The multi-spectroscopic approach on the interaction between rabbit serum albumin and cationic surfactant: Investigation on the formation and solubilization of the protein aggregation

The protein-surfactant interaction studies have great importance in the range of the application like cosmetics, food, pharmaceutical, detergent industries, and many more. In this study, we have studies protein (rabbit serum albumin, RSA) and a cationic surfactant (cetyltrimethylammonium bromide, CTAB) interaction at different physiological conditions (viz., pH, ionic strength, surfactants concentrations, protein concentration, and many more). They form the protein surfactant complexes. The interchange of electrostatic and hydrophobic force monitors the change in complexes. The three different pHs (below (4.0), above (7.0) and at (4.7) the isoelectric point of RSA) of the medium indicate the three different charges on the protein while surfactant is positive in charge. Critical micelle concentration (CMC) plays a significant role in protein-surfactant interaction. CTAB unfolds the protein at its specific concentration range afterward again; it starts refolded.
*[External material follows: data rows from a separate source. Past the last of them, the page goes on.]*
//! `PostgreSQL` ledger backend.
//!
//! Sessions wrap a database transaction; a session dropped without an
//! explicit end rolls back with it. Queries use the runtime sqlx API with
//! internal row types converted into the domain models.
//!
//! The FIFO draw is a single `UPDATE ... WHERE id = (SELECT ... FOR UPDATE)`
//! statement so that choosing the earliest-expiry row and decrementing it is
//! one atomic step; the one-row-per-`(master, pool)` invariant is a unique
//! index backing the allocation upsert.

use async_trait::async_trait;
use chrono::{DateTime, NaiveDate, Utc};
use rust_decimal::Decimal;
use sqlx::{PgPool, Postgres, Transaction};
use uuid::Uuid;

use chemstock_core::{ActorId, LabId, LiveStockId, MasterRecordId, PoolId, TransactionId};

use super::{LedgerError, LedgerSession, StockLedger};
use crate::models::{
    LiveStock, MasterRecord, MasterUpdate, NewLiveStock, NewMasterRecord, NewTransaction,
    StockTransaction, TransactionKind,
};
use crate::services::identity;

/// Unique index guarding the one-row-per-`(master, pool)` invariant.
const LIVE_STOCK_POOL_CONSTRAINT: &str = "idx_live_stock_master_pool";

// =============================================================================
// Internal Row Types
// =============================================================================

/// Internal row type for master record queries.
#[derive(Debug, sqlx::FromRow)]
struct MasterRow {
    id: i32,
    chemical_name: String,
    quantity: Decimal,
    unit: String,
    expiry_date: NaiveDate,
    batch_id: String,
    vendor: String,
    price_per_unit: Decimal,
    department: String,
    created_at: DateTime<Utc>,
}

impl From<MasterRow> for MasterRecord {
    fn from(row: MasterRow) -> Self {
        Self {
            id: MasterRecordId::new(row.id),
            chemical_name: row.chemical_name,
            quantity: row.quantity,
            unit: row.unit,
            expiry_date: row.expiry_date,
            batch_id: row.batch_id,
            vendor: row.vendor,
            price_per_unit: row.price_per_unit,
            department: row.department,
            created_at: row.created_at,
        }
    }
}

/// Internal row type for live stock queries.
#[derive(Debug, sqlx::FromRow)]
struct LiveStockRow {
    id: i32,
    master_id: i32,
    chemical_name: String,
    display_name: String,
    unit: String,
    expiry_date: NaiveDate,
    quantity: Decimal,
    original_quantity: Decimal,
    pool_id: String,
    is_allocated: bool,
}
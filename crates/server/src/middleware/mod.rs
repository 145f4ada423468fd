//! Request middleware and extractors.

pub mod actor;

pub use actor::VerifiedActor;
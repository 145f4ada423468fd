//! Live stock domain models - per-pool projections of available quantity.

use chrono::NaiveDate;
use rust_decimal::Decimal;
use serde::{Deserialize, Serialize};

use chemstock_core::{LiveStockId, MasterRecordId, PoolId};

/// Currently available quantity of one master lot in one pool.
///
/// Exactly one row exists per `(master_id, pool_id)` pair. The central row is
/// created together with its master record; lab rows appear lazily on first
/// allocation.
#[derive(Debug, Clone, PartialEq, Eq, Serialize, Deserialize)]
pub struct LiveStock {
    /// Unique row ID.
    pub id: LiveStockId,
    /// Master record this row projects.
    pub master_id: MasterRecordId,
    /// Chemical name, kept in lockstep with the master (may be suffixed).
    pub chemical_name: String,
    /// Clean, suffix-free name shown to the pool's users.
    pub display_name: String,
    /// Unit of measure.
    pub unit: String,
    /// Expiry date of the lot.
    pub expiry_date: NaiveDate,
    /// Quantity currently available in this pool.
    pub quantity: Decimal,
    /// Cumulative quantity ever received by this pool.
    pub original_quantity: Decimal,
    /// Pool this row belongs to.
    pub pool_id: PoolId,
    /// True once a lab pool has received any quantity of this lot.
    pub is_allocated: bool,
}

/// Input for creating a new live stock row.
#[derive(Debug, Clone)]
pub struct NewLiveStock {
    /// Master record this row projects.
    pub master_id: MasterRecordId,
    /// Chemical name (may be suffixed).
    pub chemical_name: String,
    /// Clean, suffix-free display name.
    pub display_name: String,
    /// Unit of measure.
    pub unit: String,
    /// Expiry date of the lot.
    pub expiry_date: NaiveDate,
    /// Quantity available.
    pub quantity: Decimal,
    /// Cumulative quantity received.
    pub original_quantity: Decimal,
    /// Pool the row belongs to.
    pub pool_id: PoolId,
    /// Whether this row was created by an allocation.
    pub is_allocated: bool,
}
//! Audit transaction domain models.

use std::fmt;
use std::str::FromStr;

use chrono::{DateTime, Utc};
use rust_decimal::Decimal;
use serde::{Deserialize, Serialize};

use chemstock_core::{ActorId, LiveStockId, PoolId, TransactionId};

/// What kind of stock movement a transaction records.
#[derive(Debug, Clone, Copy, PartialEq, Eq, Hash, Serialize, Deserialize)]
#[serde(rename_all = "snake_case")]
pub enum TransactionKind {
    /// Stock received into the central repository.
    Entry,
    /// Stock moved from the central repository to a lab.
    Allocation,
}

impl TransactionKind {
    /// The wire/storage form of this kind.
    #[must_use]
    pub const fn as_str(&self) -> &'static str {
        match self {
            Self::Entry => "entry",
            Self::Allocation => "allocation",
        }
    }
}

impl fmt::Display for TransactionKind {
    fn fmt(&self, f: &mut fmt::Formatter<'_>) -> fmt::Result {
        f.write_str(self.as_str())
    }
}

impl FromStr for TransactionKind {
    type Err = String;

    fn from_str(s: &str) -> Result<Self, Self::Err> {
        match s {
            "entry" => Ok(Self::Entry),
            "allocation" => Ok(Self::Allocation),
            other => Err(format!("unknown transaction kind: {other}")),
        }
    }
}

/// One immutable audit entry. Append-only; never updated or deleted.
#[derive(Debug, Clone, PartialEq, Eq, Serialize, Deserialize)]
pub struct StockTransaction {
    /// Unique transaction ID.
    pub id: TransactionId,
    /// Chemical name at the time of the movement (may be suffixed).
    pub chemical_name: String,
    /// Kind of movement.
    pub kind: TransactionKind,
    /// Live stock row affected by the movement.
    pub live_stock_id: LiveStockId,
    /// Pool the quantity came from.
    pub source_pool: PoolId,
    /// Pool the quantity went to.
    pub destination_pool: PoolId,
    /// Quantity moved.
    pub quantity: Decimal,
    /// Unit of measure.
    pub unit: String,
    /// Verified identity of the user who performed the operation.
    pub actor_id: ActorId,
    /// When the movement was recorded.
    pub recorded_at: DateTime<Utc>,
}

/// Input for recording a new audit transaction.
#[derive(Debug, Clone)]
pub struct NewTransaction {
    /// Chemical name at the time of the movement.
    pub chemical_name: String,
    /// Kind of movement.
    pub kind: TransactionKind,
    /// Live stock row affected.
    pub live_stock_id: LiveStockId,
    /// Pool the quantity came from.
    pub source_pool: PoolId,
    /// Pool the quantity went to.
    pub destination_pool: PoolId,
    /// Quantity moved.
    pub quantity: Decimal,
    /// Unit of measure.
    pub unit: String,
    /// Verified identity of the user performing the operation.
    pub actor_id: ActorId,
}
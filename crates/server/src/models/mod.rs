//! Domain models for the stock ledger.

pub mod live_stock;
pub mod master;
pub mod transaction;

pub use live_stock::{LiveStock, NewLiveStock};
pub use master::{MasterRecord, MasterUpdate, NewMasterRecord};
pub use transaction::{NewTransaction, StockTransaction, TransactionKind};
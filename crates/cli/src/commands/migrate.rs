//! Database migration command.
//!
//! # Usage
//!
//! ```bash
//! chemstock-cli migrate
//! ```
//!
//! # Environment Variables
//!
//! - `CHEMSTOCK_DATABASE_URL` - `PostgreSQL` connection string
//!
//! Migration files live in `crates/server/migrations/` and are embedded into
//! the binary at compile time.

use sqlx::PgPool;
use thiserror::Error;

/// Errors that can occur while migrating.
#[derive(Debug, Error)]
pub enum MigrationError {
    #[error("Missing environment variable: {0}")]
    MissingEnvVar(&'static str),

    #[error("Database error: {0}")]
    Database(#[from] sqlx::Error),

    #[error("Migration error: {0}")]
    Migration(#[from] sqlx::migrate::MigrateError),
}

/// Run the stock ledger migrations.
///
/// # Errors
///
/// Returns `MigrationError` when the database is unreachable or a migration
/// fails to apply.
pub async fn run() -> Result<(), MigrationError> {
    dotenvy::dotenv().ok();

    let database_url = std::env::var("CHEMSTOCK_DATABASE_URL")
        .map_err(|_| MigrationError::MissingEnvVar("CHEMSTOCK_DATABASE_URL"))?;

    tracing::info!("Connecting to stock ledger database...");
    let pool = PgPool::connect(&database_url).await?;

    tracing::info!("Running stock ledger migrations...");
    sqlx::migrate!("../server/migrations").run(&pool).await?;

    tracing::info!("Migrations complete!");
    Ok(())
}
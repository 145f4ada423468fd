//! Identity resolution for incoming chemical entries.
//!
//! Two lots of the same chemical from the same vendor can coexist with
//! different expiry dates. They are told apart by a single-letter
//! disambiguation suffix (`"Acetone - A"`) on the stored chemical name,
//! while the display name stays clean for end users. This module owns the
//! whole name algebra plus the classification of a candidate entry against
//! the existing record set.
//!
//! Everything here is pure: the caller fetches the matching records, the
//! resolver decides. Suffixes are recomputed from the record set on every
//! call - there is no counter state anywhere.

use chrono::NaiveDate;

use chemstock_core::MasterRecordId;

use crate::models::MasterRecord;

/// A candidate entry, reduced to the fields identity resolution cares about.
/// Vendor and unit equality are already guaranteed by the ledger query.
#[derive(Debug, Clone, Copy)]
pub struct Candidate<'a> {
    /// Submitted chemical name.
    pub name: &'a str,
    /// Submitted expiry date.
    pub expiry_date: NaiveDate,
}

/// How a candidate entry relates to the existing record set.
#[derive(Debug, Clone, PartialEq, Eq)]
pub enum Resolution {
    /// Nothing matches; create a fresh record under the bare name.
    NoMatch,
    /// One record shares the identical expiry; merge into it.
    ExactMatch(MasterRecord),
    /// Some existing record expires earlier than the candidate. The
    /// candidate is the newer lot and takes the given suffixed name;
    /// existing records keep theirs.
    NewerLot {
        /// Suffixed name for the candidate's new record.
        name: String,
    },
    /// No existing record expires earlier than the candidate. The candidate
    /// becomes (or keeps) the bare name, and each listed record is renamed
    /// to its own fresh suffix.
    EarlierLot {
        /// `(record, new name)` pairs, suffixes strictly increasing.
        renames: Vec<(MasterRecordId, String)>,
    },
}

/// Strip a single-letter disambiguation suffix, if present.
///
/// `"Acetone - A"` becomes `"Acetone"`; names without a suffix come back
/// unchanged.
#[must_use]
pub fn base_name(name: &str) -> &str {
    match name.rsplit_once(" - ") {
        Some((stem, tail)) if is_suffix(tail) => stem,
        _ => name,
    }
}

/// The disambiguation suffix of a name, uppercased, if it carries one.
#[must_use]
pub fn suffix_of(name: &str) -> Option<char> {
    let (_, tail) = name.rsplit_once(" - ")?;
    if is_suffix(tail) {
        tail.chars().next().map(|c| c.to_ascii_uppercase())
    } else {
        None
    }
}

fn is_suffix(tail: &str) -> bool {
    let mut chars = tail.chars();
    matches!(
        (chars.next(), chars.next()),
        (Some(c), None) if c.is_ascii_alphabetic()
    )
}

/// Whether `name` is `base` itself or a suffix variant of it,
/// case-insensitively.
///
/// This is the matching rule behind the ledger's
/// `find_matching_masters` contract; both backends delegate to it.
#[must_use]
pub fn is_name_variant(base: &str, name: &str) -> bool {
    if name.eq_ignore_ascii_case(base) {
        return true;
    }
    suffix_of(name).is_some() && base_name(name).eq_ignore_ascii_case(base)
}

/// The next unused suffix for `base`, given the names already in the store.
///
/// Suffixes are handed out in letter order: one past the highest in use,
/// `'A'` when none is.
#[must_use]
pub fn next_suffix<'a>(base: &str, existing_names: impl IntoIterator<Item = &'a str>) -> char {
    existing_names
        .into_iter()
        .filter(|name| base_name(name).eq_ignore_ascii_case(base))
        .filter_map(suffix_of)
        .max()
        .map_or('A', |last| (last as u8 + 1) as char)
}

/// Classify a candidate against the records sharing its name, vendor and
/// unit.
///
/// `existing` must be exactly the set returned by the ledger's
/// `find_matching_masters` for the candidate.
#[must_use]
pub fn resolve(candidate: &Candidate<'_>, existing: &[MasterRecord]) -> Resolution {
    if existing.is_empty() {
        return Resolution::NoMatch;
    }

    if let Some(exact) = existing
        .iter()
        .find(|record| record.expiry_date == candidate.expiry_date)
    {
        return Resolution::ExactMatch(exact.clone());
    }

    let names: Vec<&str> = existing
        .iter()
        .map(|record| record.chemical_name.as_str())
        .collect();

    if existing
        .iter()
        .any(|record| record.expiry_date < candidate.expiry_date)
    {
        let suffix = next_suffix(candidate.name, names);
        return Resolution::NewerLot {
            name: format!("{} - {}", candidate.name, suffix),
        };
    }

    // The candidate expires first and claims the bare name. Existing records
    // still holding it are pushed to fresh suffixes, one each, in id order;
    // records already suffixed are left alone.
    let mut suffix = next_suffix(candidate.name, names);
    let mut targets: Vec<&MasterRecord> = existing
        .iter()
        .filter(|record| suffix_of(&record.chemical_name).is_none())
        .collect();
    targets.sort_by_key(|record| record.id);

    let renames = targets
        .into_iter()
        .map(|record| {
            let renamed = format!("{} - {}", candidate.name, suffix);
            suffix = (suffix as u8 + 1) as char;
            (record.id, renamed)
        })
        .collect();

    Resolution::EarlierLot { renames }
}
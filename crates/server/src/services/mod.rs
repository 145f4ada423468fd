//! Business logic: identity resolution, batch intake, allocation and the
//! read projections the API surface exposes.

pub mod allocation;
pub mod identity;
pub mod intake;
pub mod reports;

pub use allocation::{
    AllocationFailure, AllocationOutcome, AllocationRequest, AllocationResult, AllocationService,
    AllocationStatus,
};
pub use intake::{IntakeEntry, IntakeOutcome, IntakeRequest, IntakeService};
pub use reports::{PoolChemical, PoolDistribution, ReportService, SimplifiedStock};
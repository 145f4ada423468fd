//! HTTP route handlers.
//!
//! # Route Structure
//!
//! ```text
//! GET  /health                           - Liveness check
//! GET  /health/ready                     - Readiness check (pings the ledger)
//!
//! # Stock
//! POST /api/stock/intake                 - Reconcile a batch of entries into central
//! POST /api/stock/allocate               - Allocate stock to a lab (all-or-nothing)
//! GET  /api/stock/master                 - All master records
//! GET  /api/stock/central/live           - Central live stock
//! GET  /api/stock/central/simplified     - Allocation-form feed
//! GET  /api/stock/labs/{lab_id}/live     - Lab live stock
//! GET  /api/stock/labs/{lab_id}/master   - Masters referenced by a lab
//! GET  /api/stock/transactions           - Audit log
//! GET  /api/stock/distribution           - Per-pool distribution summary
//! ```
//!
//! Write endpoints require the verified `x-actor-id` header; request
//! validation happens here, before anything reaches the engines.

pub mod stock;

use axum::{
    Router,
    extract::State,
    http::StatusCode,
    routing::{get, post},
};

use crate::state::AppState;

/// Build the route table.
pub fn routes() -> Router<AppState> {
    Router::new()
        // Health
        .route("/health", get(health))
        .route("/health/ready", get(readiness))
        // Stock
        .route("/api/stock/intake", post(stock::intake))
        .route("/api/stock/allocate", post(stock::allocate))
        .route("/api/stock/master", get(stock::master_list))
        .route("/api/stock/central/live", get(stock::central_live))
        .route("/api/stock/central/simplified", get(stock::central_simplified))
        .route("/api/stock/labs/{lab_id}/live", get(stock::lab_live))
        .route("/api/stock/labs/{lab_id}/master", get(stock::lab_masters))
        .route("/api/stock/transactions", get(stock::transactions))
        .route("/api/stock/distribution", get(stock::distribution))
}

/// Liveness health check endpoint.
///
/// Returns "ok" if the server is running. Does not check dependencies.
async fn health() -> &'static str {
    "ok"
}

/// Readiness health check endpoint.
///
/// Verifies ledger connectivity before returning OK.
/// Returns 503 Service Unavailable if the store is not reachable.
async fn readiness(State(state): State<AppState>) -> StatusCode {
    match state.ledger().ping().await {
        Ok(()) => StatusCode::OK,
        Err(_) => StatusCode::SERVICE_UNAVAILABLE,
    }
}
//! Integration tests for batch intake reconciliation.
//!
//! These exercise identity resolution end to end against the in-memory
//! ledger: fresh lots, exact-match merges, expiry disambiguation and the
//! invariants the engine must preserve.

use std::collections::HashMap;

use rust_decimal::Decimal;

use chemstock_core::{MasterRecordId, PoolId};
use chemstock_integration_tests::{
    actor, date, entry, intake_service, ledger, single_intake,
};
use chemstock_server::db::StockLedger;
use chemstock_server::models::TransactionKind;
use chemstock_server::services::IntakeRequest;

// =============================================================================
// Fresh Lots
// =============================================================================

#[tokio::test]
async fn fresh_entry_creates_master_live_and_audit_row() {
    let ledger = ledger();
    let intake = intake_service(&ledger);

    let outcome = intake
        .intake(actor(), single_intake("Acetone", 10, date(2025, 1, 1)))
        .await
        .unwrap();

    assert_eq!(outcome.records.len(), 1);
    assert!(outcome.batch_id.starts_with("BATCH-"));

    let masters = ledger.list_masters().await.unwrap();
    assert_eq!(masters.len(), 1);
    assert_eq!(masters[0].chemical_name, "Acetone");
    assert_eq!(masters[0].quantity, Decimal::from(10));
    assert_eq!(masters[0].batch_id, outcome.batch_id);

    let central = ledger.live_stock_for_pool(PoolId::Central).await.unwrap();
    assert_eq!(central.len(), 1);
    assert_eq!(central[0].display_name, "Acetone");
    assert_eq!(central[0].quantity, Decimal::from(10));
    assert_eq!(central[0].original_quantity, Decimal::from(10));
    assert!(!central[0].is_allocated);

    let transactions = ledger.list_transactions().await.unwrap();
    assert_eq!(transactions.len(), 1);
    assert_eq!(transactions[0].kind, TransactionKind::Entry);
    assert_eq!(transactions[0].live_stock_id, central[0].id);
    assert_eq!(transactions[0].source_pool, PoolId::Central);
    assert_eq!(transactions[0].destination_pool, PoolId::Central);
}

#[tokio::test]
async fn different_vendors_stay_separate_lots() {
    let ledger = ledger();
    let intake = intake_service(&ledger);

    intake
        .intake(actor(), single_intake("Acetone", 10, date(2025, 1, 1)))
        .await
        .unwrap();

    let mut other_vendor = single_intake("Acetone", 5, date(2026, 1, 1));
    other_vendor.entries[0].vendor = "Sigma".to_string();
    intake.intake(actor(), other_vendor).await.unwrap();

    // No identity overlap, so neither lot is suffixed.
    let masters = ledger.list_masters().await.unwrap();
    assert_eq!(masters.len(), 2);
    assert!(masters.iter().all(|m| m.chemical_name == "Acetone"));
}

// =============================================================================
// Exact-Match Merges
// =============================================================================

#[tokio::test]
async fn identical_identity_merges_additively() {
    let ledger = ledger();
    let intake = intake_service(&ledger);

    intake
        .intake(actor(), single_intake("Acetone", 10, date(2025, 1, 1)))
        .await
        .unwrap();
    let second = intake
        .intake(actor(), single_intake("Acetone", 5, date(2025, 1, 1)))
        .await
        .unwrap();

    // No new master; the existing lot grew.
    let masters = ledger.list_masters().await.unwrap();
    assert_eq!(masters.len(), 1);
    assert_eq!(masters[0].quantity, Decimal::from(15));
    assert_eq!(second.records[0].id, masters[0].id);

    let central = ledger.live_stock_for_pool(PoolId::Central).await.unwrap();
    assert_eq!(central.len(), 1);
    assert_eq!(central[0].quantity, Decimal::from(15));
    assert_eq!(central[0].original_quantity, Decimal::from(15));

    // One audit row per quantity change.
    assert_eq!(ledger.list_transactions().await.unwrap().len(), 2);
}

#[tokio::test]
async fn merge_matches_names_case_insensitively() {
    let ledger = ledger();
    let intake = intake_service(&ledger);

    intake
        .intake(actor(), single_intake("Acetone", 10, date(2025, 1, 1)))
        .await
        .unwrap();
    intake
        .intake(actor(), single_intake("ACETONE", 5, date(2025, 1, 1)))
        .await
        .unwrap();

    let masters = ledger.list_masters().await.unwrap();
    assert_eq!(masters.len(), 1);
    assert_eq!(masters[0].quantity, Decimal::from(15));
}

// =============================================================================
// Expiry Disambiguation
// =============================================================================

#[tokio::test]
async fn later_expiry_suffixes_the_new_lot() {
    let ledger = ledger();
    let intake = intake_service(&ledger);

    intake
        .intake(actor(), single_intake("Acetone", 10, date(2025, 1, 1)))
        .await
        .unwrap();
    intake
        .intake(actor(), single_intake("Acetone", 5, date(2026, 6, 1)))
        .await
        .unwrap();

    let mut names: Vec<String> = ledger
        .list_masters()
        .await
        .unwrap()
        .into_iter()
        .map(|m| m.chemical_name)
        .collect();
    names.sort();
    assert_eq!(names, vec!["Acetone", "Acetone - A"]);

    // Suffixes never leak into display names.
    let central = ledger.live_stock_for_pool(PoolId::Central).await.unwrap();
    assert!(central.iter().all(|row| row.display_name == "Acetone"));
}

#[tokio::test]
async fn earlier_expiry_takes_the_bare_name() {
    let ledger = ledger();
    let intake = intake_service(&ledger);

    intake
        .intake(actor(), single_intake("Acetone", 10, date(2025, 1, 1)))
        .await
        .unwrap();
    let outcome = intake
        .intake(actor(), single_intake("Acetone", 5, date(2024, 6, 1)))
        .await
        .unwrap();

    // The earlier-expiring newcomer keeps the base name; the existing lot
    // was pushed to a suffix, live row in lockstep.
    assert_eq!(outcome.records[0].chemical_name, "Acetone");

    let masters = ledger.list_masters().await.unwrap();
    let renamed = masters
        .iter()
        .find(|m| m.expiry_date == date(2025, 1, 1))
        .unwrap();
    assert_eq!(renamed.chemical_name, "Acetone - A");

    let central = ledger.live_stock_for_pool(PoolId::Central).await.unwrap();
    let by_master: HashMap<MasterRecordId, &str> = central
        .iter()
        .map(|row| (row.master_id, row.chemical_name.as_str()))
        .collect();
    assert_eq!(by_master[&renamed.id], "Acetone - A");
    assert!(central.iter().all(|row| row.display_name == "Acetone"));
}

#[tokio::test]
async fn suffixes_increase_in_letter_order() {
    let ledger = ledger();
    let intake = intake_service(&ledger);

    // Ever-later expiries: each newcomer takes the next letter.
    for (year, qty) in [(2025, 10), (2026, 5), (2027, 3)] {
        intake
            .intake(actor(), single_intake("Acetone", qty, date(year, 1, 1)))
            .await
            .unwrap();
    }

    let mut names: Vec<String> = ledger
        .list_masters()
        .await
        .unwrap()
        .into_iter()
        .map(|m| m.chemical_name)
        .collect();
    names.sort();
    assert_eq!(names, vec!["Acetone", "Acetone - A", "Acetone - B"]);
}

// =============================================================================
// Batch Identifiers
// =============================================================================

#[tokio::test]
async fn previous_batch_id_is_reused() {
    let ledger = ledger();
    let intake = intake_service(&ledger);

    let first = intake
        .intake(actor(), single_intake("Acetone", 10, date(2025, 1, 1)))
        .await
        .unwrap();
    let second = intake
        .intake(
            actor(),
            IntakeRequest {
                entries: vec![entry("Ethanol", 5, date(2025, 3, 1))],
                use_previous_batch_id: true,
            },
        )
        .await
        .unwrap();

    assert_eq!(second.batch_id, first.batch_id);
}

#[tokio::test]
async fn previous_batch_id_falls_back_on_empty_ledger() {
    let ledger = ledger();
    let intake = intake_service(&ledger);

    let outcome = intake
        .intake(
            actor(),
            IntakeRequest {
                entries: vec![entry("Acetone", 10, date(2025, 1, 1))],
                use_previous_batch_id: true,
            },
        )
        .await
        .unwrap();

    assert!(outcome.batch_id.starts_with("BATCH-"));
}

// =============================================================================
// Invariants
// =============================================================================

#[tokio::test]
async fn central_quantities_never_exceed_master_totals() {
    let ledger = ledger();
    let intake = intake_service(&ledger);

    let batches = [
        ("Acetone", 10, date(2025, 1, 1)),
        ("Acetone", 5, date(2025, 1, 1)),
        ("Acetone", 3, date(2026, 1, 1)),
        ("Ethanol", 7, date(2024, 9, 1)),
        ("Acetone", 2, date(2023, 12, 1)),
    ];
    for (name, qty, expiry) in batches {
        intake
            .intake(actor(), single_intake(name, qty, expiry))
            .await
            .unwrap();
    }

    let masters = ledger.list_masters().await.unwrap();
    let live = ledger.all_live_stock().await.unwrap();
    for master in &masters {
        let held: Decimal = live
            .iter()
            .filter(|row| row.master_id == master.id)
            .map(|row| row.quantity)
            .sum();
        assert!(
            held <= master.quantity,
            "pool quantities for {} exceed the master total",
            master.chemical_name
        );
    }

    // Every quantity change produced exactly one audit row.
    assert_eq!(
        ledger.list_transactions().await.unwrap().len(),
        batches.len()
    );
}
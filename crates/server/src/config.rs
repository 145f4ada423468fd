//! Server configuration loaded from environment variables.
//!
//! # Environment Variables
//!
//! ## Required
//! - `CHEMSTOCK_DATABASE_URL` - `PostgreSQL` connection string
//!
//! ## Optional
//! - `CHEMSTOCK_HOST` - Bind address (default: 127.0.0.1)
//! - `CHEMSTOCK_PORT` - Listen port (default: 8080)
//! - `SENTRY_DSN` - Sentry error tracking DSN
//! - `SENTRY_ENVIRONMENT` - Sentry environment name
//! - `SENTRY_SAMPLE_RATE` - Sentry error sample rate (default: 1.0)
//! - `SENTRY_TRACES_SAMPLE_RATE` - Sentry traces sample rate (default: 0.1)

use std::net::{IpAddr, Ipv4Addr, SocketAddr};

use secrecy::SecretString;
use thiserror::Error;

const DEFAULT_PORT: u16 = 8080;
const DEFAULT_SENTRY_SAMPLE_RATE: f32 = 1.0;
const DEFAULT_SENTRY_TRACES_SAMPLE_RATE: f32 = 0.1;

/// Configuration errors that can occur during loading.
#[derive(Debug, Error)]
pub enum ConfigError {
    #[error("Missing environment variable: {0}")]
    MissingEnvVar(String),
    #[error("Invalid environment variable {0}: {1}")]
    InvalidEnvVar(String, String),
}

/// Server configuration.
#[derive(Debug, Clone)]
pub struct ServerConfig {
    /// `PostgreSQL` connection URL (contains password)
    pub database_url: SecretString,
    /// IP address to bind the server to
    pub host: IpAddr,
    /// Port to listen on
    pub port: u16,
    /// Sentry DSN for error tracking
    pub sentry_dsn: Option<String>,
    /// Sentry environment (e.g. "development", "staging", "production")
    pub sentry_environment: Option<String>,
    /// Sentry error sample rate (0.0 to 1.0)
    pub sentry_sample_rate: f32,
    /// Sentry traces sample rate for performance monitoring (0.0 to 1.0)
    pub sentry_traces_sample_rate: f32,
}

impl ServerConfig {
    /// Load the configuration from the environment.
    ///
    /// # Errors
    ///
    /// Returns `ConfigError` when a required variable is missing or a value
    /// fails to parse.
    pub fn from_env() -> Result<Self, ConfigError> {
        Ok(Self {
            database_url: SecretString::from(required("CHEMSTOCK_DATABASE_URL")?),
            host: parsed_or("CHEMSTOCK_HOST", IpAddr::V4(Ipv4Addr::LOCALHOST))?,
            port: parsed_or("CHEMSTOCK_PORT", DEFAULT_PORT)?,
            sentry_dsn: optional("SENTRY_DSN"),
            sentry_environment: optional("SENTRY_ENVIRONMENT"),
            sentry_sample_rate: parsed_or("SENTRY_SAMPLE_RATE", DEFAULT_SENTRY_SAMPLE_RATE)?,
            sentry_traces_sample_rate: parsed_or(
                "SENTRY_TRACES_SAMPLE_RATE",
                DEFAULT_SENTRY_TRACES_SAMPLE_RATE,
            )?,
        })
    }

    /// The socket address to bind.
    #[must_use]
    pub const fn socket_addr(&self) -> SocketAddr {
        SocketAddr::new(self.host, self.port)
    }
}

fn required(name: &str) -> Result<String, ConfigError> {
    std::env::var(name).map_err(|_| ConfigError::MissingEnvVar(name.to_string()))
}

fn optional(name: &str) -> Option<String> {
    std::env::var(name).ok().filter(|v| !v.is_empty())
}

fn parsed_or<T: std::str::FromStr>(name: &str, default: T) -> Result<T, ConfigError>
where
    T::Err: std::fmt::Display,
{
    match optional(name) {
        None => Ok(default),
        Some(raw) => raw
            .parse()
            .map_err(|e: T::Err| ConfigError::InvalidEnvVar(name.to_string(), e.to_string())),
    }
}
RSA interacted, with the addition of the CTAB is characterized by many spectroscopic methods like UV-visible, fluorescence, fluorescence time-resolved, circular dichroism, and topographical changes monitored by the AFM. In fluorescence spectra, the blue shift shows the unfolding of RSA. The molecular docking indicates the binding energy of 5.8 kcal mol^-1. The changes below and above the CMC is significant.

Keywords: CMC; CTAB; Protein-denaturation; Protein-folding; Rabbit serum albumin.